Serving the students and the University community since 1893

Friday December 9th

Students with disabilities offered support during, after admissions process


But if the student chooses to share information about their disability during the application process, UNC’s Accessibility Resources and Service office and an admissions subcommittee for disabilities can work together to give due consideration and support.

Tiffany Bailey , director of the Accessibility Resources office, said students self-identify to the accessibility office either before they are admitted or during freshman orientation.

“We will meet with some prospective students who want an idea of how we are going to accommodate their disability, but we don’t meet with a lot of students, and a lot of students may not disclose a disability,” she said.

Jared Rosenberg , senior assistant director of admissions, said students must self-disclose their disability in order to be eligible for extra consideration by the Committee on Disabilities , the admissions subcommittee.

The student must also include some sort of documentation of their disability, such as evaluations from a physician or psychologist, a personal impact statement or an individualized education plan used in high school.

“If the student mentions the disability in an essay but does not provide any documentation, we will not mark that student for further consideration because we have nothing more to go on,” Rosenberg said.

Ashley Memory , assistant director of admissions, said applicants are not required to note if they have a disability.

“There are around 30 to 35 students who self-disclose (a disability), and of those we may forward about 20 to 25 to the subcommittee,” she said.

Logan Gin , a UNC sophomore with dwarfism, said UNC’s accessibility services have been extremely helpful. Gin is studying abroad in Mexico and responded to questions in a Facebook message.

“I actually met with the ARS office on a visit to campus when I first heard about the program. I got in contact with one of the members to talk about what it is like to go to UNC with a disability,” he said in the message.

“Tiffany Bailey has been great from the very beginning when I first met her during my visit. She is always just a phone call, email or office visit away.”

College students with disabilities must take responsibility for their own accommodations, a change that Bailey said can present a challenge.

“In K-12, parents or guardians have the primary responsibility in advocating, and here the responsibility shifts to the students,” she said.

“That’s a common transition challenge for students — all students, but especially students with disabilities from an accommodations perspective.”

Rosenberg said one of the most important concerns during admission for disabled and non-disabled students alike is whether or not they will succeed at UNC.

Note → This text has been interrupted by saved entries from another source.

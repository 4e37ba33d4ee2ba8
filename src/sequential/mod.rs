//! sequential — the human-in-the-loop line-search driver.
//!
//! Purpose
//! -------
//! Own the accumulated preference data and run one round of
//! (record choice → refit preference model → arg-max → EI search → new
//! slider) per user interaction.
//!
//! Key behaviors
//! -------------
//! - [`SequentialLineSearchOptimizer`]: the public API an application
//!   embeds (submit, slider ends, maximizer, mean/stdev/EI queries, raw data,
//!   export).
//! - [`Slider`] and [`SliderEnlargement`]: the 1-D subspace and its optional
//!   stretch, with [`ScaledEnlargement`] as the default transform.
//! - [`uniform_random_pair`] / [`centered_fixed_length_pair`]: seeded
//!   initial endpoint generators.
//!
//! Invariants & assumptions
//! ------------------------
//! - Single-threaded and synchronous. Callers serialize access to one
//!   optimizer themselves.
//! - The design matrix only grows; a failed submission changes nothing.
//! - Every randomized phase in round `k` is seeded with `seed + k`.

pub mod enlargement;
pub mod errors;
pub mod generators;
pub mod optimizer;
pub mod options;
pub mod slider;

pub use self::enlargement::{ScaledEnlargement, SliderEnlargement};
pub use self::errors::{SlsError, SlsResult};
pub use self::generators::{centered_fixed_length_pair, uniform_random_pair};
pub use self::optimizer::SequentialLineSearchOptimizer;
pub use self::options::{SearchBudgets, SlsOptions};
pub use self::slider::Slider;
//! Executor plumbing shared by every argmin run in the crate: the L-BFGS
//! runner behind [`maximize`](super::maximize) and the optional terminal
//! observer the particle swarm reuses.
use argmin::core::{Executor, IterState, Solver, State};
#[cfg(feature = "obs_slog")]
use argmin::core::{CostFunction, Gradient, observers::ObserverMode};
#[cfg(feature = "obs_slog")]
use argmin_math::ArgminL2Norm;

use crate::optimization::{
    errors::OptResult,
    map_optimizer::{Grad, LogDensity, MapOptions, OptimOutcome, Theta, adapter::ArgMinAdapter},
};

/// argmin state of every L-BFGS run.
type LbfgsState = IterState<Theta, Grad, (), (), (), f64>;

/// Attach a non-blocking terminal slog observer when `verbose` is set and
/// the `obs_slog` feature is compiled in; otherwise return `executor`
/// unchanged.
pub(crate) fn attach_terminal_observer<O, S, I>(
    executor: Executor<O, S, I>, verbose: bool,
) -> Executor<O, S, I>
where
    S: Solver<O, I>,
    I: State,
{
    #[cfg(feature = "obs_slog")]
    if verbose {
        return executor
            .add_observer(argmin_observer_slog::SlogLogger::term_noblock(), ObserverMode::Always);
    }
    #[cfg(not(feature = "obs_slog"))]
    let _ = verbose;
    executor
}

/// Run L-BFGS from `theta0` on a log density and report the best state.
///
/// `opts.tols.max_iter` caps the iterations; without it argmin's own cap
/// applies. With `obs_slog` and `opts.verbose`, `ℓ(θ₀)` and `‖∇ℓ(θ₀)‖` are
/// printed before the first iteration.
///
/// # Errors
/// - argmin runtime errors (line-search failures, cost-function errors)
///   through `From<argmin::core::Error>`.
/// - A missing or non-finite best point.
pub fn run_lbfgs<'a, F, S>(
    theta0: Theta, opts: &MapOptions, problem: ArgMinAdapter<'a, F>, solver: S,
) -> OptResult<OptimOutcome>
where
    F: LogDensity,
    S: Solver<ArgMinAdapter<'a, F>, LbfgsState>,
{
    #[cfg(feature = "obs_slog")]
    if opts.verbose {
        report_start(&theta0, &problem)?;
    }
    let max_iter = opts.tols.max_iter;
    let executor = Executor::new(problem, solver).configure(|state| match max_iter {
        Some(n) => state.param(theta0).max_iters(n as u64),
        None => state.param(theta0),
    });
    let result = attach_terminal_observer(executor, opts.verbose).run()?;
    outcome_from_state(result.state().clone())
}

/// Costs are `-ℓ`, so the reported value flips the sign back.
fn outcome_from_state(mut state: LbfgsState) -> OptResult<OptimOutcome> {
    let grad = state.take_gradient();
    let theta_hat = state.take_best_param();
    OptimOutcome::new(
        theta_hat,
        -state.get_best_cost(),
        state.get_termination_status().clone(),
        state.get_iter(),
        state.get_func_counts().clone(),
        grad,
    )
}

#[cfg(feature = "obs_slog")]
fn report_start<F: LogDensity>(theta0: &Theta, problem: &ArgMinAdapter<'_, F>) -> OptResult<()> {
    let ell = -problem.cost(theta0)?;
    match problem.gradient(theta0) {
        Ok(g) => eprintln!("start: ell = {ell:.6}, |grad| = {:.6}", g.l2_norm()),
        Err(_) => eprintln!("start: ell = {ell:.6}"),
    }
    Ok(())
}
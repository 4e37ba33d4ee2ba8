//! L-BFGS local refinement inside a box.
//!
//! The box is removed by reparametrization: each coordinate is written as
//! `x_i = lo_i + w_i σ(θ_i)` with `w_i = hi_i - lo_i` and `σ` the logistic
//! function, and L-BFGS runs on the unconstrained `θ`. The chain rule gives
//! `∂/∂θ_i = w_i σ(θ_i)(1 - σ(θ_i)) ∂/∂x_i`.
use crate::optimization::{
    errors::OptResult,
    map_optimizer::{Cost, Grad, LogDensity, MapOptions, Theta, maximize},
    numerical_stability::{safe_logistic, safe_logit},
    two_phase::{
        bounds::{SearchBounds, SearchPoint},
        traits::{BoxObjective, LocalRefine},
    },
};

/// Gradient-based refinement through the logistic box transform.
#[derive(Debug, Clone, Copy, PartialEq, Eq, Default)]
pub struct LbfgsRefine {
    pub verbose: bool,
}

impl LbfgsRefine {
    pub fn new(verbose: bool) -> Self {
        Self { verbose }
    }
}

/// Unconstrained view of a [`BoxObjective`].
struct LogisticBox<'a, O> {
    objective: &'a O,
}

pub(crate) fn to_box(theta: &Theta, bounds: &SearchBounds) -> Theta {
    let mut x = bounds.lower().clone();
    for ((xi, &t), &w) in x.iter_mut().zip(theta.iter()).zip(bounds.width().iter()) {
        *xi += w * safe_logistic(t);
    }
    x
}

pub(crate) fn from_box(x: &Theta, bounds: &SearchBounds) -> Theta {
    let unit = (x - bounds.lower()) / &bounds.width();
    unit.mapv(safe_logit)
}

impl<'a, O: BoxObjective> LogDensity for LogisticBox<'a, O> {
    type Data = SearchBounds;

    fn value(&self, theta: &Theta, bounds: &SearchBounds) -> OptResult<Cost> {
        self.objective.value(&to_box(theta, bounds))
    }

    fn check(&self, theta: &Theta, bounds: &SearchBounds) -> OptResult<()> {
        bounds.check_point(theta)
    }

    fn grad(&self, theta: &Theta, bounds: &SearchBounds) -> OptResult<Grad> {
        let mut g = self.objective.grad(&to_box(theta, bounds))?;
        for ((gi, &t), &w) in g.iter_mut().zip(theta.iter()).zip(bounds.width().iter()) {
            let s = safe_logistic(t);
            *gi *= w * s * (1.0 - s);
        }
        Ok(g)
    }
}

impl LocalRefine for LbfgsRefine {
    /// # Errors
    /// - `start` of the wrong length.
    /// - Solver failures (e.g. a line search that cannot make progress).
    fn refine<O: BoxObjective>(
        &self, objective: &O, bounds: &SearchBounds, start: &Theta, budget: usize,
    ) -> OptResult<SearchPoint> {
        bounds.check_point(start)?;
        let theta0 = from_box(&bounds.clamp(start), bounds);
        let opts = MapOptions::with_max_iter(budget, self.verbose)?;
        let outcome = maximize(&LogisticBox { objective }, theta0, bounds, &opts)?;
        let x = bounds.clamp(&to_box(&outcome.theta_hat, bounds));
        Ok(SearchPoint::new(x, outcome.value))
    }
}

#[cfg(test)]
mod tests {
    use super::*;
    use crate::optimization::two_phase::traits::FnObjective;
    use approx::assert_abs_diff_eq;
    use ndarray::array;

    #[test]
    // Purpose
    // -------
    // The box transform and its inverse agree in the interior.
    fn box_transform_round_trips_interior_points() {
        let bounds = SearchBounds::new(array![1e-8, -2.0], array![50.0, 3.0]).unwrap();
        let x = array![0.5, 1.25];

        let back = to_box(&from_box(&x, &bounds), &bounds);

        assert_abs_diff_eq!(back[0], 0.5, epsilon = 1e-10);
        assert_abs_diff_eq!(back[1], 1.25, epsilon = 1e-10);
    }

    #[test]
    // Purpose
    // -------
    // An interior maximum is found from a distant start.
    //
    // Given
    // -----
    // - f(x) = -(x0 - 0.2)² - 4(x1 - 0.6)² with its analytic gradient.
    //
    // Expect
    // ------
    // - x̂ ≈ (0.2, 0.6).
    fn refine_finds_interior_maximum() {
        let objective = FnObjective::new(
            |x: &Theta| Ok(-(x[0] - 0.2).powi(2) - 4.0 * (x[1] - 0.6).powi(2)),
            |x: &Theta| Ok(array![-2.0 * (x[0] - 0.2), -8.0 * (x[1] - 0.6)]),
        );
        let bounds = SearchBounds::unit_cube(2).unwrap();

        let p = LbfgsRefine::default().refine(&objective, &bounds, &array![0.9, 0.1], 200).unwrap();

        assert_abs_diff_eq!(p.x[0], 0.2, epsilon = 1e-4);
        assert_abs_diff_eq!(p.x[1], 0.6, epsilon = 1e-4);
    }

    #[test]
    // Purpose
    // -------
    // A maximum outside the box is pushed against the nearest face and the
    // result never leaves the box.
    fn refine_respects_box_for_exterior_maximum() {
        let objective = FnObjective::new(|x: &Theta| Ok(x[0]), |_x: &Theta| Ok(array![1.0]));
        let bounds = SearchBounds::unit_cube(1).unwrap();

        let p = LbfgsRefine::default().refine(&objective, &bounds, &array![0.5], 100).unwrap();

        assert!(bounds.contains(&p.x));
        assert!(p.x[0] > 0.99);
    }
}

“We don’t want to put anyone in a situation not to succeed,” he said. “Does everybody we admit have to get an A average at Carolina, no. Not every student will have an A average at Carolina, but what we are trying to do is bring in students who would benefit from being here.”

“We don’t want to put anyone in an awkward or uncomfortable situation.”

Rosenberg said UNC’s accessibility has a strong reputation among prospective students and parents.

“I’ve been to recruitment events before and people come up to me at receptions and say ‘we did our research, and you guys keep coming up’,” he said.

“I’ve noticed over the years that we’ve got what seems to be a very strong reputation as a good place for students to come that have disabilities.”

Gin said he was pleasantly surprised by the ease of his transition to UNC.

“I was actually pretty amazed when I actually moved into my dorm,” he said.

“I was worrying throughout the summer about how things were going to work, but in the end, everything worked out.”